Veteran waterfront watchers have expressed concern that the NRA was moving forward on a plan to extend Requests for Proposal for the construction when it hadn’t commissioned soil testing to determine whether the soil is clean enough or compact enough to permit construction.

The NRA’s waterfront property is not the natural topography of the land — it is largely made up of fill that had been dumped over the course of decades. In Newburyport’s early days, the natural riverbank was close to Merrimac and Water streets. The area became a major dockage and shipbuilding area, and over the course of decades many of the wharves and shallow waters were gradually filled in. Warehouses and commercial and industrial buildings were then constructed on the land. Among the industrial uses was an enormous “coal pocket” building used to store coal, and the terminus of a locomotive line. It’s unknown what sort of residue from that industrial past may linger in the soil.

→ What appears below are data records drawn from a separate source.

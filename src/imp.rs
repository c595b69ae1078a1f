// SPDX-License-Identifier: Parity-7.0.0 OR PolyForm-Noncommercial-1.0.0

//! Backend selection.
//!
//! Everything above this module is backend-agnostic; everything below it is
//! one concrete rendition of the underlying API.  The surface is identical
//! across backends so the core can name `crate::imp::Device` and friends
//! without generics.
//!
//! The default backend is `soft`, an in-process software device.  It is not
//! a toy: it enforces heap budgets, memory-type properties, bind rules, and
//! sparse page tables, and it executes transfer commands for real against
//! host memory.  It doubles as the physical-device oracle for the test
//! suite.

#[cfg(not(feature = "backend_soft"))]
mod nop;
#[cfg(not(feature = "backend_soft"))]
pub use nop::*;

#[cfg(feature = "backend_soft")]
mod soft;
#[cfg(feature = "backend_soft")]
pub use soft::*;
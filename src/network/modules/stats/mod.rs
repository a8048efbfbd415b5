pub mod rewrite_stats;
pub mod util;

pub use rewrite_stats::RewriteStats;
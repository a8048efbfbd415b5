//! Packet receiving loop.
//!
//! This module pulls packets off a transport queue, runs them through the
//! processor and hands each one back with its verdict until shutdown.

use crate::error::{QsedError, Result};
use crate::network::core::PacketQueue;
use crate::network::modules::stats::RewriteStats;
use crate::network::processing::processor::PacketProcessor;
use crate::utils::log_statistics;
use log::{debug, error, info};
use std::sync::atomic::{AtomicBool, Ordering};
use std::thread;
use std::time::{Duration, Instant};

/// Transport failures in a row after which the loop gives up.
pub const MAX_CONSECUTIVE_FAILURES: usize = 16;

/// Timing options for the receiving loop.
#[derive(Debug, Clone, Copy, PartialEq, Eq)]
pub struct ReceiveOptions {
    /// How often statistics are logged
    pub stats_interval: Duration,
    /// How long to sleep when the queue has nothing to offer
    pub idle_wait: Duration,
}

impl Default for ReceiveOptions {
    fn default() -> Self {
        Self {
            stats_interval: Duration::from_secs(2),
            idle_wait: Duration::from_millis(1),
        }
    }
}

/// Receives, processes and returns packets until shutdown.
///
/// Every packet gets exactly one verdict. The loop ends when `running` is
/// cleared, when the queue reports it is closed, or when the transport
/// fails [`MAX_CONSECUTIVE_FAILURES`] times without a successful packet in
/// between.
///
/// # Arguments
///
/// * `queue` - Transport to receive packets from and return verdicts to
/// * `processor` - Rewrites each packet
/// * `running` - Atomic flag that controls when receiving should stop
/// * `options` - Logging interval and idle wait
///
/// # Returns
///
/// * `Ok(RewriteStats)` - Totals for the whole run, on a clean shutdown
/// * `Err(QsedError::Transport)` - If the transport kept failing
pub fn receive_packets<Q: PacketQueue>(
    queue: &mut Q,
    processor: &PacketProcessor,
    running: &AtomicBool,
    options: &ReceiveOptions,
) -> Result<RewriteStats> {
    let mut statistics = RewriteStats::default();
    let mut consecutive_failures = 0;
    let mut last_log_time = Instant::now();

    info!("Starting packet interception.");

    while running.load(Ordering::SeqCst) {
        let failure = match queue.recv() {
            Ok(Some(mut packet)) => {
                let verdict = processor.process(&mut packet);
                statistics.record(&verdict.outcome);

                match queue.verdict(packet, &verdict) {
                    Ok(()) => {
                        consecutive_failures = 0;
                        None
                    }
                    Err(e) => Some(e),
                }
            }
            Ok(None) => {
                if queue.is_closed() {
                    debug!("Queue closed, leaving receive loop");
                    break;
                }
                thread::sleep(options.idle_wait);
                None
            }
            Err(e) => Some(e),
        };

        if let Some(e) = failure {
            error!("{}", e);
            statistics.record_transport_error();
            consecutive_failures += 1;

            if consecutive_failures >= MAX_CONSECUTIVE_FAILURES {
                log_statistics(&statistics);
                return Err(QsedError::Transport(format!(
                    "giving up after {} consecutive failures, last: {}",
                    consecutive_failures, e
                )));
            }
        }

        // Periodically log statistics
        if last_log_time.elapsed() >= options.stats_interval {
            log_statistics(&statistics);
            last_log_time = Instant::now();
        }
    }

    debug!("Shutting down packet receiving loop");
    log_statistics(&statistics);
    Ok(statistics)
}

#[cfg(test)]
mod tests {
    use super::*;
    use crate::network::core::fixtures::{
        http_get_packet, stored_checksum, udp_packet, HTTP_GET_REWRITTEN_CHECKSUM,
    };
    use crate::network::core::{MemoryQueue, PacketData};
    use crate::network::modules::rewrite::RewriteOptions;
    use crate::network::types::verdict::Verdict;
    use crate::rules::RuleStore;
    use std::sync::Arc;

    fn processor() -> PacketProcessor {
        let mut rules = RuleStore::new();
        rules.add_spec("/AABB/00FF").unwrap();
        PacketProcessor::new(Arc::new(rules), RewriteOptions::default())
    }

    fn fast() -> ReceiveOptions {
        ReceiveOptions {
            stats_interval: Duration::from_secs(60),
            idle_wait: Duration::ZERO,
        }
    }

    /// Fails a fixed number of receives before each packet, then closes.
    struct FlakyQueue {
        inner: MemoryQueue,
        failures_per_packet: usize,
        failed: usize,
    }

    impl PacketQueue for FlakyQueue {
        fn recv(&mut self) -> Result<Option<PacketData>> {
            if self.failed < self.failures_per_packet {
                self.failed += 1;
                return Err(QsedError::transport("recv", "interrupted"));
            }
            self.failed = 0;
            self.inner.recv()
        }

        fn verdict(&mut self, packet: PacketData, verdict: &Verdict) -> Result<()> {
            self.inner.verdict(packet, verdict)
        }

        fn is_closed(&self) -> bool {
            self.inner.is_closed()
        }
    }

    #[test]
    fn test_every_packet_gets_a_verdict() {
        let mut queue = MemoryQueue::new(vec![http_get_packet(), udp_packet(), http_get_packet()]);
        let running = AtomicBool::new(true);

        let stats = receive_packets(&mut queue, &processor(), &running, &fast()).unwrap();

        let delivered = queue.delivered();
        assert_eq!(delivered.len(), 3);
        assert_eq!(
            delivered.iter().map(|d| d.verdict.packet_id).collect::<Vec<_>>(),
            vec![1, 2, 3]
        );
        assert_eq!(stored_checksum(&delivered[0].packet.data), HTTP_GET_REWRITTEN_CHECKSUM);
        assert_eq!(delivered[1].bytes_on_wire(&udp_packet()), &udp_packet()[..]);

        assert_eq!(stats.received, 3);
        assert_eq!(stats.tcp, 2);
        assert_eq!(stats.substitutions, 4);
        assert_eq!(stats.non_tcp, 1);
        assert_eq!(stats.transport_errors, 0);
    }

    #[test]
    fn test_stops_when_not_running() {
        let mut queue = MemoryQueue::new(vec![http_get_packet()]);
        let running = AtomicBool::new(false);

        let stats = receive_packets(&mut queue, &processor(), &running, &fast()).unwrap();

        assert_eq!(stats.received, 0);
        assert!(queue.delivered().is_empty());
    }

    #[test]
    fn test_recovers_from_intermittent_failures() {
        let mut queue = FlakyQueue {
            inner: MemoryQueue::new(vec![http_get_packet(), http_get_packet()]),
            failures_per_packet: MAX_CONSECUTIVE_FAILURES - 1,
            failed: 0,
        };
        let running = AtomicBool::new(true);

        let stats = receive_packets(&mut queue, &processor(), &running, &fast()).unwrap();

        assert_eq!(queue.inner.delivered().len(), 2);
        assert_eq!(stats.received, 2);
        assert!(stats.transport_errors >= 2 * (MAX_CONSECUTIVE_FAILURES - 1));
    }

    #[test]
    fn test_gives_up_after_consecutive_failures() {
        let mut queue = FlakyQueue {
            inner: MemoryQueue::new(vec![http_get_packet()]),
            failures_per_packet: MAX_CONSECUTIVE_FAILURES,
            failed: 0,
        };
        let running = AtomicBool::new(true);

        let result = receive_packets(&mut queue, &processor(), &running, &fast());

        assert!(matches!(result, Err(QsedError::Transport(_))));
        assert!(queue.inner.delivered().is_empty());
    }
}
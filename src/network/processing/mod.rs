pub mod processor;
pub mod receiver;

pub use processor::PacketProcessor;
pub use receiver::{receive_packets, ReceiveOptions, MAX_CONSECUTIVE_FAILURES};
use std::time::Instant;

/// Represents an intercepted network packet with metadata for processing.
///
/// The buffer is owned by whoever is processing the packet; the
/// transport hands it out on receive and takes it back with the verdict.
#[derive(Debug, Clone, PartialEq, Eq)]
pub struct PacketData {
    /// Opaque identifier assigned by the transport
    pub id: u32,

    /// Raw packet bytes, starting at the IP header
    pub data: Vec<u8>,

    /// Timestamp when the packet was received
    pub arrival_time: Instant,
}

impl PacketData {
    /// Creates a `PacketData` instance, recording the current time as arrival time.
    pub fn new(id: u32, data: impl Into<Vec<u8>>) -> Self {
        PacketData {
            id,
            data: data.into(),
            arrival_time: Instant::now(),
        }
    }

    /// Returns the size of the packet in bytes
    pub fn size(&self) -> usize {
        self.data.len()
    }

    /// Returns the time elapsed since the packet was received
    pub fn age(&self) -> std::time::Duration {
        self.arrival_time.elapsed()
    }
}

#[cfg(test)]
mod tests {
    use super::*;

    #[test]
    fn test_packet_data_creation() {
        let packet_data = PacketData::new(7, vec![1, 2, 3, 4]);

        assert_eq!(packet_data.id, 7);
        assert_eq!(packet_data.data[..], [1, 2, 3, 4]);
        assert_eq!(packet_data.size(), 4);

        // Verify that the arrival time is recent
        assert!(packet_data.age().as_secs() < 1);
    }
}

NRA officials have said that a tentative vision of two structures totaling almost 70,000 square feet would cost about $20 million.

Guild said the soil testing on the West Lot would serve as part of the NRA’s effort to obtain information about the soil that could be shared with prospective developers.

In a separate discussion at the Wednesday meeting, NRA board members asked leaders of the Committee for an Open Waterfront (COW) when their “alternate” plan will be ready for discussion.

The COW group, which opposes the NRA plan to develop commercial structures, has been developing a separate proposal that calls for a park but no buildings. It would have no official standing.

Elizabeth Heath. who heads COW, said her group is fine-tuning the architectural renderings that their team has commissioned and will have its proposal ready for review in coming weeks.